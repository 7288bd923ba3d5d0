use axum::{
    Json,
    extract::{Path, State},
    http::StatusCode,
    response::IntoResponse,
};

use crate::shell::state::AppState;

pub async fn list_books(State(state): State<AppState>) -> impl IntoResponse {
    match state.queries.list_books().await {
        Ok(books) => Json(books).into_response(),
        Err(_) => StatusCode::INTERNAL_SERVER_ERROR.into_response(),
    }
}

pub async fn get_book(State(state): State<AppState>, Path(id): Path<String>) -> impl IntoResponse {
    match state.queries.book_by_id(&id).await {
        Ok(Some(book)) => Json(book).into_response(),
        Ok(None) => StatusCode::NOT_FOUND.into_response(),
        Err(_) => StatusCode::INTERNAL_SERVER_ERROR.into_response(),
    }
}

pub async fn list_authors(State(state): State<AppState>) -> impl IntoResponse {
    match state.queries.list_authors().await {
        Ok(authors) => Json(authors).into_response(),
        Err(_) => StatusCode::INTERNAL_SERVER_ERROR.into_response(),
    }
}

pub async fn get_author(
    State(state): State<AppState>,
    Path(id): Path<String>,
) -> impl IntoResponse {
    match state.queries.author_by_id(&id).await {
        Ok(Some(author)) => Json(author).into_response(),
        Ok(None) => StatusCode::NOT_FOUND.into_response(),
        Err(_) => StatusCode::INTERNAL_SERVER_ERROR.into_response(),
    }
}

▸ **Aim of the exercise**: In the lines above, find the word "String" and copy each line that contains it.

▸ **Written solution**:
pub async fn get_book(State(state): State<AppState>, Path(id): Path<String>) -> impl IntoResponse {
    Path(id): Path<String>,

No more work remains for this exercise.